The farther it drifted behind him the more content he was to have known it. Each phase had given him something he recognized as an asset. Honey, the Quidmores, the Tollivants, Mrs. Crewdson, the "mudda," had all left behind them experiences which time was beginning to consecrate. Hildred couldn't understand any more than anybody else what it cost him to disclaim them. He often wondered whether, had he been born the son of Henry and Eleonora Whitelaw, and never been stolen away from them, he would have grown to be another Tad. He thought it very likely.
Not that Tad hadn't justified himself. He had. His record in the war had gone far to redeem him. He had come through with sacrifice and honor. Having fought without a scratch for a year and a half, he had, on the very morning of the day when the Armistice was signed, received a wound which, because of the infection in his blood, had resulted in the loss of his right arm. This maiming, which the chance of a few hours would have saved him, he took, according to Hildred, with splendid pluck, though also with an inclination to be peevish. Lily, so Tom's letters from Henry Whitelaw had long ago informed him, had married a man named Greenshields, had had a baby, had been divorced, and again lived at home with her parents.

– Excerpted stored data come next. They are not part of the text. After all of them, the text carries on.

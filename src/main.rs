//! news-report - prints the popular-articles, popular-authors, and error-day reports.

use news_report::cli::Cli;
use news_report::config::Config;
use news_report::db::PostgresConnector;
use news_report::error::Result;
use news_report::logging;
use news_report::report::ReportRunner;
use tracing::{error, info};

#[tokio::main(flavor = "current_thread")]
async fn main() {
    // A missing .env is fine
    let _ = dotenvy::dotenv();

    logging::init_stderr_logging();

    if let Err(e) = run().await {
        error!(category = e.category(), "{e}");
        println!("{e}");
        std::process::exit(1);
    }
}

async fn run() -> Result<()> {
    let cli = Cli::parse_args();

    let config_path = cli.config_path();
    info!("Loading config from: {}", config_path.display());
    let config = cli.resolve_config(Config::load_from_file(&config_path)?)?;

    info!("Connection: {}", config.connection.display_string());

    let runner = ReportRunner::new(PostgresConnector::new(config.connection), config.report);
    let mut stdout = std::io::stdout().lock();
    runner.run(&cli.reports(), &mut stdout).await
}
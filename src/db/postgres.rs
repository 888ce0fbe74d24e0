//! PostgreSQL database client implementation.
//!
//! Provides `PostgresClient`, a single sqlx `PgConnection` implementing
//! `DatabaseClient`, and `PostgresConnector`, which opens one per query.

use crate::config::ConnectionConfig;
use crate::db::{Connector, DatabaseClient, QueryResult, Row, Value};
use crate::error::{ReportError, Result};
use async_trait::async_trait;
use chrono::NaiveDate;
use sqlx::postgres::{PgConnection, PgRow};
use sqlx::{Column as SqlxColumn, Connection, Row as SqlxRow, TypeInfo};
use std::time::{Duration, Instant};
use tracing::debug;

/// PostgreSQL database client owning one connection.
#[derive(Debug)]
pub struct PostgresClient {
    conn: Option<PgConnection>,
    query_timeout: Duration,
}

impl PostgresClient {
    /// Opens a connection described by `config`.
    pub async fn connect(config: &ConnectionConfig) -> Result<Self> {
        let options = config.to_connect_options();
        let timeout = config.connect_timeout();

        debug!("Connecting to {}", config.display_string());

        let conn = tokio::time::timeout(timeout, PgConnection::connect_with(&options))
            .await
            .map_err(|_| {
                ReportError::connection(format!(
                    "Connection to {} timed out after {} seconds",
                    config.display_string(),
                    timeout.as_secs()
                ))
            })?
            .map_err(|e| map_connection_error(e, config))?;

        debug!("Successfully connected to database");

        Ok(Self {
            conn: Some(conn),
            query_timeout: config.query_timeout(),
        })
    }
}

#[async_trait]
impl DatabaseClient for PostgresClient {
    async fn execute_query(&mut self, sql: &str) -> Result<QueryResult> {
        let conn = self
            .conn
            .as_mut()
            .ok_or_else(|| ReportError::connection("Connection is already closed"))?;

        let start = Instant::now();
        let timeout = self.query_timeout;

        let result = tokio::time::timeout(timeout, sqlx::query(sql).fetch_all(&mut *conn))
            .await
            .map_err(|_| {
                ReportError::query(format!(
                    "Query timed out after {} seconds",
                    timeout.as_secs()
                ))
            })?
            .map_err(|e| ReportError::query(format_query_error(e)))?;

        let execution_time = start.elapsed();

        let rows = result.iter().map(convert_row).collect::<Result<Vec<Row>>>()?;

        Ok(QueryResult::with_rows(rows).with_execution_time(execution_time))
    }

    async fn close(&mut self) -> Result<()> {
        if let Some(conn) = self.conn.take() {
            conn.close()
                .await
                .map_err(|e| ReportError::connection(format!("Failed to close connection: {e}")))?;
            debug!("Connection closed");
        }
        Ok(())
    }
}

/// Opens a fresh `PostgresClient` for every query.
#[derive(Debug, Clone)]
pub struct PostgresConnector {
    config: ConnectionConfig,
}

impl PostgresConnector {
    pub fn new(config: ConnectionConfig) -> Self {
        Self { config }
    }
}

#[async_trait]
impl Connector for PostgresConnector {
    async fn connect(&self) -> Result<Box<dyn DatabaseClient>> {
        let client = PostgresClient::connect(&self.config).await?;
        Ok(Box::new(client))
    }
}

/// Converts a sqlx PgRow to our Row type.
fn convert_row(row: &PgRow) -> Result<Row> {
    row.columns()
        .iter()
        .map(|col| convert_value(row, col.ordinal(), col.name(), col.type_info().name()))
        .collect()
}

/// Converts one column of a PgRow. Only the types the report queries select are accepted.
fn convert_value(row: &PgRow, index: usize, column: &str, type_name: &str) -> Result<Value> {
    let value = match type_name.to_uppercase().as_str() {
        "INT8" => row
            .try_get::<Option<i64>, _>(index)
            .map(|v| v.map(Value::Int)),

        "FLOAT8" => row
            .try_get::<Option<f64>, _>(index)
            .map(|v| v.map(Value::Float)),

        "DATE" => row
            .try_get::<Option<NaiveDate>, _>(index)
            .map(|v| v.map(Value::Date)),

        "TEXT" | "VARCHAR" => row
            .try_get::<Option<String>, _>(index)
            .map(|v| v.map(Value::String)),

        other => return Err(unsupported_type(column, other)),
    };

    value
        .map(|v| v.unwrap_or(Value::Null))
        .map_err(|e| decode_error(column, e))
}

fn unsupported_type(column: &str, type_name: &str) -> ReportError {
    ReportError::decode(format!(
        "column '{column}': unsupported column type {type_name}"
    ))
}

fn decode_error(column: &str, error: sqlx::Error) -> ReportError {
    ReportError::decode(format!("column '{column}': {error}"))
}

/// Maps sqlx connection errors to user-friendly messages.
fn map_connection_error(error: sqlx::Error, config: &ConnectionConfig) -> ReportError {
    let host = config.host.as_deref().unwrap_or("the default host");
    let user = config.user.as_deref().unwrap_or("current user");
    let database = config.database_name();

    let error_str = error.to_string().to_lowercase();

    if error_str.contains("connection refused") || error_str.contains("could not connect") {
        ReportError::connection(format!(
            "Cannot connect to {host}. Check that the server is running. ({error})"
        ))
    } else if error_str.contains("password authentication failed")
        || error_str.contains("authentication failed")
    {
        ReportError::connection(format!(
            "Authentication failed for user '{user}'. Check your credentials."
        ))
    } else if error_str.contains("does not exist") && error_str.contains("database") {
        ReportError::connection(format!("Database '{database}' does not exist."))
    } else if error_str.contains("ssl") || error_str.contains("tls") {
        ReportError::connection(
            "Server requires SSL. Add '?sslmode=require' to connection string.".to_string(),
        )
    } else {
        ReportError::connection(error.to_string())
    }
}

/// Formats a query error with Postgres detail and hint if available.
fn format_query_error(error: sqlx::Error) -> String {
    let Some(db_error) = error.as_database_error() else {
        return error.to_string();
    };

    let mut result = String::from("ERROR: ");
    result.push_str(db_error.message());

    if let Some(pg_error) = db_error.try_downcast_ref::<sqlx::postgres::PgDatabaseError>() {
        if let Some(detail) = pg_error.detail() {
            result.push_str("\n  DETAIL: ");
            result.push_str(detail);
        }

        if let Some(hint) = pg_error.hint() {
            result.push_str("\n  HINT: ");
            result.push_str(hint);
        }
    }

    result
}
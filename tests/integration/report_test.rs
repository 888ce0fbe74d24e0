//! Report integration tests.
//!
//! Each test seeds its own schema on the DATABASE_URL server and points the
//! reports at it through `search_path`.

use news_report::config::{ConnectionConfig, ErrorRule, ReportConfig};
use news_report::db::{DatabaseClient, PostgresClient, PostgresConnector};
use news_report::error::ReportError;
use news_report::report::{ReportKind, ReportRunner};
use std::time::{SystemTime, UNIX_EPOCH};

/// Helper to get test database URL from environment.
fn get_test_database_url() -> Option<String> {
    std::env::var("DATABASE_URL").ok()
}

/// A throwaway schema holding the news tables.
struct SeededSchema {
    admin: PostgresClient,
    config: ConnectionConfig,
    schema: String,
}

impl SeededSchema {
    /// Returns `None` only when DATABASE_URL is unset; any other setup failure panics.
    async fn create() -> Option<Self> {
        let url = get_test_database_url()?;
        let base = ConnectionConfig::from_connection_string(&url)
            .expect("DATABASE_URL is not a valid connection string");
        let mut admin = PostgresClient::connect(&base)
            .await
            .expect("Failed to connect to DATABASE_URL");

        let nanos = SystemTime::now()
            .duration_since(UNIX_EPOCH)
            .unwrap()
            .subsec_nanos();
        let schema = format!("news_report_test_{}_{}", std::process::id(), nanos);

        let statements = [
            format!("CREATE SCHEMA {schema}"),
            format!("CREATE TABLE {schema}.authors (id integer PRIMARY KEY, name text NOT NULL)"),
            format!(
                "CREATE TABLE {schema}.articles (title text NOT NULL, slug text UNIQUE NOT NULL, \
                 author integer REFERENCES {schema}.authors (id))"
            ),
            format!("CREATE TABLE {schema}.log (path text, status text, time timestamptz)"),
            format!(
                "INSERT INTO {schema}.authors VALUES \
                 (1, 'Ursula La Multa'), (2, 'Rudolf von Treppenwitz'), (3, 'Anonymous Contributor')"
            ),
            format!(
                "INSERT INTO {schema}.articles VALUES \
                 ('A Slug', 'a-slug', 1), ('Bears', 'bears', 2), ('Candidate', 'candidate', 1), \
                 ('Dogs', 'dogs', 2), ('Suffix', 'slug', 1)"
            ),
            // July 1: 18 article requests, one of them a 404
            views(&schema, "a-slug", "200 OK", 3, "2016-07-01"),
            views(&schema, "a-slug", "404 NOT FOUND", 1, "2016-07-01"),
            views(&schema, "bears", "200 OK", 6, "2016-07-01"),
            views(&schema, "candidate", "200 OK", 5, "2016-07-01"),
            views(&schema, "dogs", "200 OK", 2, "2016-07-01"),
            views(&schema, "slug", "200 OK", 1, "2016-07-01"),
            // July 2: 100 requests, 2 not found
            requests(&schema, "404 NOT FOUND", 2, "2016-07-02"),
            requests(&schema, "200 OK", 98, "2016-07-02"),
            // July 3: 200 requests, 1 not found
            requests(&schema, "404 NOT FOUND", 1, "2016-07-03"),
            requests(&schema, "200 OK", 199, "2016-07-03"),
            // July 4: 100 requests, 2 server errors
            requests(&schema, "500 INTERNAL SERVER ERROR", 2, "2016-07-04"),
            requests(&schema, "200 OK", 98, "2016-07-04"),
            // July 5: exactly 1% not found
            requests(&schema, "404 NOT FOUND", 1, "2016-07-05"),
            requests(&schema, "200 OK", 99, "2016-07-05"),
        ];

        for sql in &statements {
            if let Err(e) = admin.execute_query(sql).await {
                panic!("Failed to seed test schema with `{sql}`: {e}");
            }
        }

        let config = ConnectionConfig {
            search_path: Some(schema.clone()),
            ..base
        };

        Some(Self {
            admin,
            config,
            schema,
        })
    }

    fn runner(&self, report: ReportConfig) -> ReportRunner<PostgresConnector> {
        ReportRunner::new(PostgresConnector::new(self.config.clone()), report)
    }

    async fn render(&self, report: ReportConfig, kinds: &[ReportKind]) -> String {
        let mut out = Vec::new();
        self.runner(report).run(kinds, &mut out).await.unwrap();
        String::from_utf8(out).unwrap()
    }

    async fn drop_schema(mut self) {
        let _ = self
            .admin
            .execute_query(&format!("DROP SCHEMA {} CASCADE", self.schema))
            .await;
        let _ = self.admin.close().await;
    }
}

fn views(schema: &str, slug: &str, status: &str, count: u32, day: &str) -> String {
    format!(
        "INSERT INTO {schema}.log (path, status, time) \
         SELECT '/article/{slug}', '{status}', timestamptz '{day} 12:00:00+00' \
         FROM generate_series(1, {count})"
    )
}

fn requests(schema: &str, status: &str, count: u32, day: &str) -> String {
    format!(
        "INSERT INTO {schema}.log (path, status, time) \
         SELECT '/', '{status}', timestamptz '{day} 12:00:00+00' \
         FROM generate_series(1, {count})"
    )
}

#[tokio::test]
async fn test_popular_articles_top_three() {
    let Some(db) = SeededSchema::create().await else {
        eprintln!("Skipping test: DATABASE_URL not set");
        return;
    };

    let rows = db.runner(ReportConfig::default()).popular_articles().await.unwrap();
    let text = db
        .render(ReportConfig::default(), &[ReportKind::Articles])
        .await;
    db.drop_schema().await;

    assert_eq!(rows.len(), 3);
    assert!(rows.windows(2).all(|w| w[0].views >= w[1].views));
    assert_eq!(
        text,
        "The 3 most popular articles of all time are:\n\
         1. \"Bears\" — 6 views.\n\
         2. \"Candidate\" — 5 views.\n\
         3. \"A Slug\" — 4 views.\n"
    );
}

#[tokio::test]
async fn test_exact_path_match_does_not_overmatch_suffix_slugs() {
    let Some(db) = SeededSchema::create().await else {
        eprintln!("Skipping test: DATABASE_URL not set");
        return;
    };

    let report = ReportConfig {
        top_articles: 10,
        ..Default::default()
    };
    let rows = db.runner(report).popular_articles().await.unwrap();
    db.drop_schema().await;

    let suffix = rows.iter().find(|r| r.title == "Suffix").unwrap();
    assert_eq!(suffix.views, 1);
    let a_slug = rows.iter().find(|r| r.title == "A Slug").unwrap();
    assert_eq!(a_slug.views, 4);
}

#[tokio::test]
async fn test_popular_authors_covers_every_viewed_author() {
    let Some(db) = SeededSchema::create().await else {
        eprintln!("Skipping test: DATABASE_URL not set");
        return;
    };

    let text = db
        .render(ReportConfig::default(), &[ReportKind::Authors])
        .await;
    db.drop_schema().await;

    assert_eq!(
        text,
        "The most popular article authors of all time are:\n\
         1. Ursula La Multa — 10 views.\n\
         2. Rudolf von Treppenwitz — 8 views.\n"
    );
}

#[tokio::test]
async fn test_error_days_non_ok_rule() {
    let Some(db) = SeededSchema::create().await else {
        eprintln!("Skipping test: DATABASE_URL not set");
        return;
    };

    let rows = db.runner(ReportConfig::default()).error_days().await.unwrap();
    let text = db
        .render(ReportConfig::default(), &[ReportKind::ErrorDays])
        .await;
    db.drop_schema().await;

    assert_eq!(rows.len(), 3);
    assert!(rows.iter().all(|r| r.rate > 1.0 && r.total > 0));
    assert_eq!(rows[1].total, 100);
    assert_eq!(rows[1].errors, 2);
    assert_eq!(rows[1].rate, 2.0);
    assert_eq!(
        text,
        "Days with more than 1% of requests that lead to an error:\n\
         July 1, 2016 — 5.56% errors\n\
         July 2, 2016 — 2.00% errors\n\
         July 4, 2016 — 2.00% errors\n"
    );
}

#[tokio::test]
async fn test_error_days_not_found_rule_ignores_server_errors() {
    let Some(db) = SeededSchema::create().await else {
        eprintln!("Skipping test: DATABASE_URL not set");
        return;
    };

    let report = ReportConfig {
        error_rule: ErrorRule::NotFound,
        ..Default::default()
    };
    let text = db.render(report, &[ReportKind::ErrorDays]).await;
    db.drop_schema().await;

    assert!(text.contains("July 2, 2016 — 2.00% errors"));
    assert!(!text.contains("July 4, 2016"));
    assert!(!text.contains("July 3, 2016"));
}

#[tokio::test]
async fn test_error_days_threshold_is_strict() {
    let Some(db) = SeededSchema::create().await else {
        eprintln!("Skipping test: DATABASE_URL not set");
        return;
    };

    let non_ok = db.runner(ReportConfig::default()).error_days().await.unwrap();
    let not_found = db
        .runner(ReportConfig {
            error_rule: ErrorRule::NotFound,
            ..Default::default()
        })
        .error_days()
        .await
        .unwrap();
    db.drop_schema().await;

    let july_5 = chrono::NaiveDate::from_ymd_opt(2016, 7, 5).unwrap();
    assert!(non_ok.iter().all(|r| r.day != july_5));
    assert!(not_found.iter().all(|r| r.day != july_5));
}

#[tokio::test]
async fn test_unsupported_column_type_is_decode_error() {
    let Some(db) = SeededSchema::create().await else {
        eprintln!("Skipping test: DATABASE_URL not set");
        return;
    };

    let result = db
        .runner(ReportConfig::default())
        .run_query("SELECT true AS flag")
        .await;
    db.drop_schema().await;

    let err = result.unwrap_err();
    assert!(matches!(err, ReportError::Decode(_)));
    assert!(err.to_string().contains("column 'flag'"));
}

#[tokio::test]
async fn test_reports_are_idempotent() {
    let Some(db) = SeededSchema::create().await else {
        eprintln!("Skipping test: DATABASE_URL not set");
        return;
    };

    let first = db.render(ReportConfig::default(), &ReportKind::ALL).await;
    let second = db.render(ReportConfig::default(), &ReportKind::ALL).await;
    db.drop_schema().await;

    assert_eq!(first, second);
}

#[tokio::test]
async fn test_missing_database_is_connection_error() {
    let Some(url) = get_test_database_url() else {
        eprintln!("Skipping test: DATABASE_URL not set");
        return;
    };

    let mut config = ConnectionConfig::from_connection_string(&url).unwrap();
    config.database = Some("news_report_database_that_does_not_exist".to_string());

    let runner = ReportRunner::new(PostgresConnector::new(config), ReportConfig::default());
    let mut out = Vec::new();
    let err = runner.run(&ReportKind::ALL, &mut out).await.unwrap_err();

    assert!(matches!(err, ReportError::Connection(_)));
    assert!(out.is_empty());
}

Tom pondered on the advantages they, Tad and Lily, were assumed to have enjoyed and which he himself had been denied. Everyone, Hildred included, took it for granted that ease and indulgence were blessings, and that he had suffered from the loss of them. Perhaps he had; but he hadn't suffered more than Tad and Lily on whom they had been lavished. Tad with his maimed body, Lily with her maimed life, were not of necessity the product of wealth and luxury; but neither did a blasted soul or character come of necessity from poverty and hardship, or even from an origin in crime.
He couldn't explain this to Hildred, partly because she didn't care, partly because he had not the words, and mostly because her assumptions were those of her society. She would love him just the same whether he were the son of a woman who had killed herself in jail, or that of a banker known throughout the world; but the advantages of being the latter were to her beyond argument. So they were to him, except that....
Thus with Hildred he came to no conclusions any more than with her parents. With her as with them it was an object to keep him from making any statement that might seem too decisive. If they left it to Henry Whitelaw and himself the scales could but dip in one direction.
And yet when actually face to face with the banker, Tom doubted if the subject was going to be raised. He had written, reminding Whitelaw of the promise he himself had exacted, that on looking for work, Tom should apply first of all to him. Like Ansley, the banker had made an appointment at his office.